また、性暴力を経験している女子は現在、生存しているだけでも5000万人に上っています。さらに、子供の頃に性暴力を受けたという成人女性は6億人に達しています(同上)。
テクノロジーを介したジェンダーに基づく暴力も急速に広がっていて、少女たちは思春期とは不釣り合いなレベルの性暴力に直面しています。日常生活でインターネットのさまざまなシステムやサービスが大きな部分を占めるようになるにつれ、これらが虐待や性的嫌がらせのツールとなるだけでなく、危険に繋がる潜在的な機会につながるルートにもなっているのです。
■有害な慣習「女性器切除」や「児童婚」
アフリカを中心に行われている慣習「女性器切除(FGM)」は女性の外部生殖器の一部または全体を切除するというもので、男性が女性を所有物のように扱い、性的に自立しないように強いるものだと指摘されています。
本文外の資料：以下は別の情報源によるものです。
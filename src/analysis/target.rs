//! Target transfer functions built from a gain and pole/zero factors.

use std::f64::consts::PI;

use num_complex::Complex64;
use serde_derive::Deserialize;

use super::ac::{check_frequencies, response_from_samples};
use super::{MagnitudeMode, Response};
use crate::error::EvalError;

/// One factor of a target transfer function. Frequencies are in Hz; a zero
/// frequency gives a pure integrator or differentiator. Factors with a NaN
/// frequency or quality factor are ignored.
#[derive(Debug, Clone, Copy, PartialEq, Deserialize)]
#[serde(tag = "kind", rename_all = "snake_case")]
pub enum Factor {
    /// `1/(1 + s/ω0)`
    RealPole { f0: f64 },
    /// `1 + s/ω0`
    RealZero { f0: f64 },
    /// `1/(1 + s/(ω0·Q) + s²/ω0²)`
    PolePair { f0: f64, q: f64 },
    /// `1 + s/(ω0·Q) + s²/ω0²`
    ZeroPair { f0: f64, q: f64 },
}

impl Factor {
    fn eval(&self, s: Complex64) -> Option<Complex64> {
        let (f0, q, pole) = match *self {
            Factor::RealPole { f0 } => (f0, None, true),
            Factor::RealZero { f0 } => (f0, None, false),
            Factor::PolePair { f0, q } => (f0, Some(q), true),
            Factor::ZeroPair { f0, q } => (f0, Some(q), false),
        };
        if f0.is_nan() {
            return None;
        }
        let w0 = 2.0 * PI * f0;
        let value = match q {
            None if w0 == 0.0 => s,
            None => 1.0 + s / w0,
            Some(_) if w0 == 0.0 => s * s,
            Some(q) if q.is_nan() => return None,
            Some(q) => 1.0 + s / (w0 * q) + s * s / (w0 * w0),
        };
        Some(if pole { value.inv() } else { value })
    }
}

/// `gain·e^{j·phase}·Π factors`.
#[derive(Debug, Clone, PartialEq, Deserialize)]
#[serde(default)]
pub struct TransferTemplate {
    /// Linear gain magnitude.
    pub gain: f64,
    /// Gain phase in degrees.
    pub phase_deg: f64,
    pub factors: Vec<Factor>,
}

impl Default for TransferTemplate {
    fn default() -> Self {
        Self {
            gain: 1.0,
            phase_deg: 0.0,
            factors: Vec::new(),
        }
    }
}

impl TransferTemplate {
    pub fn new(gain: f64, phase_deg: f64) -> Self {
        Self {
            gain,
            phase_deg,
            factors: Vec::new(),
        }
    }

    pub fn with(mut self, factor: Factor) -> Self {
        self.factors.push(factor);
        self
    }

    fn gain_phasor(&self) -> Complex64 {
        if self.phase_deg == 0.0 {
            Complex64::new(self.gain, 0.0)
        } else if self.phase_deg.abs() == 180.0 {
            Complex64::new(-self.gain, 0.0)
        } else {
            Complex64::from_polar(self.gain, self.phase_deg.to_radians())
        }
    }

    /// Value at frequency `f` (Hz).
    pub fn at(&self, f: f64) -> Complex64 {
        let s = Complex64::new(0.0, 2.0 * PI * f);
        self.factors
            .iter()
            .filter_map(|factor| factor.eval(s))
            .fold(self.gain_phasor(), |acc, v| acc * v)
    }

    pub fn evaluate(&self, frequencies: &[f64], mode: MagnitudeMode) -> Result<Response, EvalError> {
        check_frequencies(frequencies)?;
        if mode == MagnitudeMode::Decibel && self.gain == 0.0 {
            return Err(EvalError::ZeroResponse);
        }
        let h: Vec<Complex64> = frequencies.iter().map(|&f| self.at(f)).collect();
        Ok(response_from_samples(frequencies, &h, mode))
    }
}
//! Symbolic small-signal analysis of linear circuits and fitting of their
//! component values to a target frequency response.
//!
//! The pipeline is: netlist text → [`compile`] → [`Solver::solve`] for a
//! closed-form transfer function → [`evaluate`] over frequency →
//! [`optimize`] the free values → [`generate`] the updated netlist.
//! [`Engine`] runs the same stages behind an event sink.

pub mod analysis;
pub mod compiler;
pub mod config;
pub mod engine;
pub mod error;
pub mod event;
pub mod expr;
pub mod generate;
pub mod ir;
pub mod numeng;
pub mod optim;
pub mod output;
pub mod parser;
pub mod selector;
pub mod solver;
pub mod sparse;
pub mod stats;

pub use analysis::ac::evaluate;
pub use analysis::{MagnitudeMode, Response};
pub use compiler::{compile, compile_with, Circuit};
pub use config::Settings;
pub use engine::Engine;
pub use error::{
    EvalError, OhmfitError, OptimizeError, ParseError, Result, SelectorError, SolveError,
};
pub use event::Event;
pub use expr::Expr;
pub use generate::generate;
pub use optim::{optimize, CancelToken, Flow, OptimizeConfig, OptimizedResult, Target};
pub use selector::list_candidate_io_expressions;
pub use solver::{Solution, Solver, SubstitutionPolicy};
世界各国が2030年までに達成を目指す「SDGs(持続可能な開発目標)」の中でも、目標5「ジェンダーの平等」で「女性器切除など、あらゆる有害な慣習の撤廃」が掲げられています。
こうした中、女性器切除の実施は減少傾向にあり、ブルキナファソやリベリアなどの国ではこの行為を受ける女子の割合が過去30年間で半減しました(ユニセフ、2024年)。しかし、SDGsの「2030年までに女性器切除を根絶する」との目標を達成するには、こうした世界的な減少率を27倍にまで加速させる必要があります。
また、「18歳未満で結婚する女子」の割合は25年前と比べ減少していますが、世界でいまだ5人に1人の女子が早すぎる結婚(児童婚)をさせられています。南アジアの国々では状況が改善されつつありますが、一方でラテンアメリカやカリブ海地域では過去25年間で進展は見られませんでした(同上)。
■低年齢での妊娠・出産にともなうリスク
世界で十代の女子が出産する件数は、過去30年間でほぼ半減しました。しかし今年だけでも15歳から19歳の女子、約1200万人が出産すると見込まれています。妊娠にともなうリスクがさらに深刻になる10歳から14歳までの低年齢層では、32万5000人以上が出産すると推定されています(「国連世界人口推計」2024年版)。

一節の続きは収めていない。